WHAT YOU NEED TO DO: Search the material for the word "Gatekeepers" and report each line where it turns up.

========================================

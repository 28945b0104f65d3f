//! Text-coded domain enums shared by members, library and blog

use serde::{Deserialize, Serialize};
use sqlx::{Decode, Encode, Postgres};
use utoipa::ToSchema;

/// Implements string conversions and sqlx TEXT mapping for a code enum.
macro_rules! text_enum {
    ($name:ident { $($variant:ident => $code:literal),+ $(,)? }) => {
        impl $name {
            pub const ALL: &'static [$name] = &[$($name::$variant),+];

            pub fn as_str(&self) -> &'static str {
                match self {
                    $($name::$variant => $code),+
                }
            }
        }

        impl std::fmt::Display for $name {
            fn fmt(&self, f: &mut std::fmt::Formatter<'_>) -> std::fmt::Result {
                write!(f, "{}", self.as_str())
            }
        }

        impl std::str::FromStr for $name {
            type Err = String;

            fn from_str(s: &str) -> Result<Self, Self::Err> {
                match s {
                    $($code => Ok($name::$variant),)+
                    _ => Err(format!("Invalid {}: {}", stringify!($name), s)),
                }
            }
        }

        impl sqlx::Type<Postgres> for $name {
            fn type_info() -> sqlx::postgres::PgTypeInfo {
                <String as sqlx::Type<Postgres>>::type_info()
            }

            fn compatible(ty: &sqlx::postgres::PgTypeInfo) -> bool {
                <String as sqlx::Type<Postgres>>::compatible(ty)
            }
        }

        impl<'r> Decode<'r, Postgres> for $name {
            fn decode(value: sqlx::postgres::PgValueRef<'r>) -> Result<Self, sqlx::error::BoxDynError> {
                let s: String = Decode::<Postgres>::decode(value)?;
                s.parse().map_err(|e: String| e.into())
            }
        }

        impl Encode<'_, Postgres> for $name {
            fn encode_by_ref(&self, buf: &mut sqlx::postgres::PgArgumentBuffer) -> sqlx::encode::IsNull {
                <&str as Encode<Postgres>>::encode(self.as_str(), buf)
            }
        }

        impl sqlx::postgres::PgHasArrayType for $name {
            fn array_type_info() -> sqlx::postgres::PgTypeInfo {
                <String as sqlx::postgres::PgHasArrayType>::array_type_info()
            }
        }
    };
}

// ---------------------------------------------------------------------------
// RankName
// ---------------------------------------------------------------------------

/// Club ranks. Committee positions are held by one member at a time.
#[derive(Debug, Clone, Copy, PartialEq, Eq, Hash, PartialOrd, Ord, Serialize, Deserialize, ToSchema)]
pub enum RankName {
    #[serde(rename = "EXCLUDED")]
    Excluded,
    #[serde(rename = "GATEKEEPER")]
    Gatekeeper,
    #[serde(rename = "WEBKEEPER")]
    Webkeeper,
    #[serde(rename = "COMMITTEE")]
    Committee,
    #[serde(rename = "LIFE-MEMBER")]
    LifeMember,
    #[serde(rename = "PRESIDENT")]
    President,
    #[serde(rename = "VICE-PRESIDENT")]
    VicePresident,
    #[serde(rename = "SECRETARY")]
    Secretary,
    #[serde(rename = "TREASURER")]
    Treasurer,
    #[serde(rename = "LIBRARIAN")]
    Librarian,
    #[serde(rename = "FRESHER-REP")]
    FresherRep,
    #[serde(rename = "OCM")]
    Ocm,
    #[serde(rename = "IPP")]
    Ipp,
}

text_enum!(RankName {
    Excluded => "EXCLUDED",
    Gatekeeper => "GATEKEEPER",
    Webkeeper => "WEBKEEPER",
    Committee => "COMMITTEE",
    LifeMember => "LIFE-MEMBER",
    President => "PRESIDENT",
    VicePresident => "VICE-PRESIDENT",
    Secretary => "SECRETARY",
    Treasurer => "TREASURER",
    Librarian => "LIBRARIAN",
    FresherRep => "FRESHER-REP",
    Ocm => "OCM",
    Ipp => "IPP",
});

impl RankName {
    /// Positions filled through a committee transfer
    pub const COMMITTEE_POSITIONS: &'static [RankName] = &[
        RankName::President,
        RankName::VicePresident,
        RankName::Secretary,
        RankName::Treasurer,
        RankName::Librarian,
        RankName::FresherRep,
        RankName::Ocm,
        RankName::Ipp,
    ];

    pub fn is_committee_position(&self) -> bool {
        Self::COMMITTEE_POSITIONS.contains(self)
    }

    /// Ranks that grant staff access
    pub fn is_staff(&self) -> bool {
        self.is_committee_position() || *self == RankName::Webkeeper
    }

    pub fn label(&self) -> &'static str {
        match self {
            RankName::Excluded => "Excluded",
            RankName::Gatekeeper => "Gatekeeper",
            RankName::Webkeeper => "Webkeeper",
            RankName::Committee => "Committee",
            RankName::LifeMember => "Life Member",
            RankName::President => "President",
            RankName::VicePresident => "Vice President",
            RankName::Secretary => "Secretary",
            RankName::Treasurer => "Treasurer",
            RankName::Librarian => "Librarian",
            RankName::FresherRep => "Fresher Rep",
            RankName::Ocm => "OCM",
            RankName::Ipp => "IPP (Immediate Past President)",
        }
    }
}

// ---------------------------------------------------------------------------
// ItemType
// ---------------------------------------------------------------------------

/// Library item kind
#[derive(Debug, Clone, Copy, PartialEq, Eq, Hash, Serialize, Deserialize, ToSchema)]
pub enum ItemType {
    #[serde(rename = "BK")]
    Book,
    #[serde(rename = "BG")]
    BoardGame,
    #[serde(rename = "CG")]
    CardGame,
    #[serde(rename = "OT")]
    Other,
}

text_enum!(ItemType {
    Book => "BK",
    BoardGame => "BG",
    CardGame => "CG",
    Other => "OT",
});

impl ItemType {
    pub fn label(&self) -> &'static str {
        match self {
            ItemType::Book => "Book",
            ItemType::BoardGame => "Board Game",
            ItemType::CardGame => "Card Game",
            ItemType::Other => "Other",
        }
    }
}

// ---------------------------------------------------------------------------
// FormStatus
// ---------------------------------------------------------------------------

/// External borrowing form lifecycle
#[derive(Debug, Clone, Copy, PartialEq, Eq, Serialize, Deserialize, ToSchema)]
pub enum FormStatus {
    #[serde(rename = "U")]
    Unapproved,
    #[serde(rename = "D")]
    Denied,
    #[serde(rename = "A")]
    Approved,
    #[serde(rename = "C")]
    Completed,
}

text_enum!(FormStatus {
    Unapproved => "U",
    Denied => "D",
    Approved => "A",
    Completed => "C",
});

// ---------------------------------------------------------------------------
// ApprovalStatus
// ---------------------------------------------------------------------------

/// Reservation lifecycle
#[derive(Debug, Clone, Copy, PartialEq, Eq, Serialize, Deserialize, ToSchema)]
pub enum ApprovalStatus {
    #[serde(rename = "?")]
    Pending,
    #[serde(rename = "A")]
    Approved,
    #[serde(rename = "X")]
    Denied,
    #[serde(rename = "!")]
    Completed,
}

text_enum!(ApprovalStatus {
    Pending => "?",
    Approved => "A",
    Denied => "X",
    Completed => "!",
});

// ---------------------------------------------------------------------------
// EmailAudience
// ---------------------------------------------------------------------------

/// Who receives a blog email order
#[derive(Debug, Clone, Copy, PartialEq, Eq, Serialize, Deserialize, ToSchema)]
#[serde(rename_all = "snake_case")]
pub enum EmailAudience {
    AllMembers,
    CurrentMembers,
    Committee,
    Gatekeepers,
}

text_enum!(EmailAudience {
    AllMembers => "all_members",
    CurrentMembers => "current_members",
    Committee => "committee",
    Gatekeepers => "gatekeepers",
});

#[cfg(test)]
mod tests {
    use super::*;

    #[test]
    fn test_rank_codes_match_serde() {
        for rank in RankName::ALL {
            let json = serde_json::to_string(rank).unwrap();
            assert_eq!(json, format!("\"{}\"", rank.as_str()));
            assert_eq!(rank.as_str().parse::<RankName>().unwrap(), *rank);
        }
    }

    #[test]
    fn test_committee_positions() {
        assert!(RankName::Librarian.is_committee_position());
        assert!(!RankName::Committee.is_committee_position());
        assert!(!RankName::Gatekeeper.is_staff());
        assert!(RankName::Webkeeper.is_staff());
    }

    #[test]
    fn test_unknown_item_type() {
        assert!("XX".parse::<ItemType>().is_err());
        assert_eq!("BG".parse::<ItemType>().unwrap(), ItemType::BoardGame);
    }
}
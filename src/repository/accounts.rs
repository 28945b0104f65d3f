//! Accounts repository

use sqlx::{Pool, Postgres};

use super::conflict_on_unique;
use crate::{
    error::{AppError, AppResult},
    models::account::Account,
};

#[derive(Clone)]
pub struct AccountsRepository {
    pool: Pool<Postgres>,
}

impl AccountsRepository {
    pub fn new(pool: Pool<Postgres>) -> Self {
        Self { pool }
    }

    pub async fn get_by_id(&self, id: i32) -> AppResult<Account> {
        sqlx::query_as::<_, Account>("SELECT * FROM accounts WHERE id = $1")
            .bind(id)
            .fetch_optional(&self.pool)
            .await?
            .ok_or_else(|| AppError::NotFound(format!("Account with id {} not found", id)))
    }

    /// Usernames compare case-insensitively
    pub async fn get_by_username(&self, username: &str) -> AppResult<Option<Account>> {
        let account = sqlx::query_as::<_, Account>(
            "SELECT * FROM accounts WHERE lower(username) = lower($1)",
        )
        .bind(username)
        .fetch_optional(&self.pool)
        .await?;
        Ok(account)
    }

    pub async fn get_by_member(&self, member_id: i32) -> AppResult<Option<Account>> {
        let account = sqlx::query_as::<_, Account>("SELECT * FROM accounts WHERE member_id = $1")
            .bind(member_id)
            .fetch_optional(&self.pool)
            .await?;
        Ok(account)
    }

    /// Create an inactive account
    pub async fn create(&self, member_id: i32, username: &str, password_hash: &str, is_staff: bool) -> AppResult<Account> {
        sqlx::query_as::<_, Account>(
            r#"
            INSERT INTO accounts (member_id, username, password_hash, is_active, is_staff)
            VALUES ($1, $2, $3, FALSE, $4)
            RETURNING *
            "#,
        )
        .bind(member_id)
        .bind(username)
        .bind(password_hash)
        .bind(is_staff)
        .fetch_one(&self.pool)
        .await
        .map_err(|e| conflict_on_unique(e, "Account already exists"))
    }

    pub async fn activate(&self, id: i32) -> AppResult<()> {
        sqlx::query("UPDATE accounts SET is_active = TRUE WHERE id = $1")
            .bind(id)
            .execute(&self.pool)
            .await?;
        Ok(())
    }

    pub async fn set_password(&self, id: i32, password_hash: &str) -> AppResult<()> {
        sqlx::query("UPDATE accounts SET password_hash = $1 WHERE id = $2")
            .bind(password_hash)
            .bind(id)
            .execute(&self.pool)
            .await?;
        Ok(())
    }

    pub async fn touch_last_login(&self, id: i32) -> AppResult<()> {
        sqlx::query("UPDATE accounts SET last_login = NOW() WHERE id = $1")
            .bind(id)
            .execute(&self.pool)
            .await?;
        Ok(())
    }

    pub async fn list_all(&self) -> AppResult<Vec<Account>> {
        let accounts = sqlx::query_as::<_, Account>("SELECT * FROM accounts ORDER BY id")
            .fetch_all(&self.pool)
            .await?;
        Ok(accounts)
    }

    /// Overwrite the permission flags of one account
    pub async fn set_flags(&self, id: i32, is_active: bool, is_staff: bool) -> AppResult<()> {
        sqlx::query("UPDATE accounts SET is_active = $1, is_staff = $2 WHERE id = $3")
            .bind(is_active)
            .bind(is_staff)
            .bind(id)
            .execute(&self.pool)
            .await?;
        Ok(())
    }
}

========================================

YOUR SOLUTION:
    Gatekeepers,
    Gatekeepers => "gatekeepers",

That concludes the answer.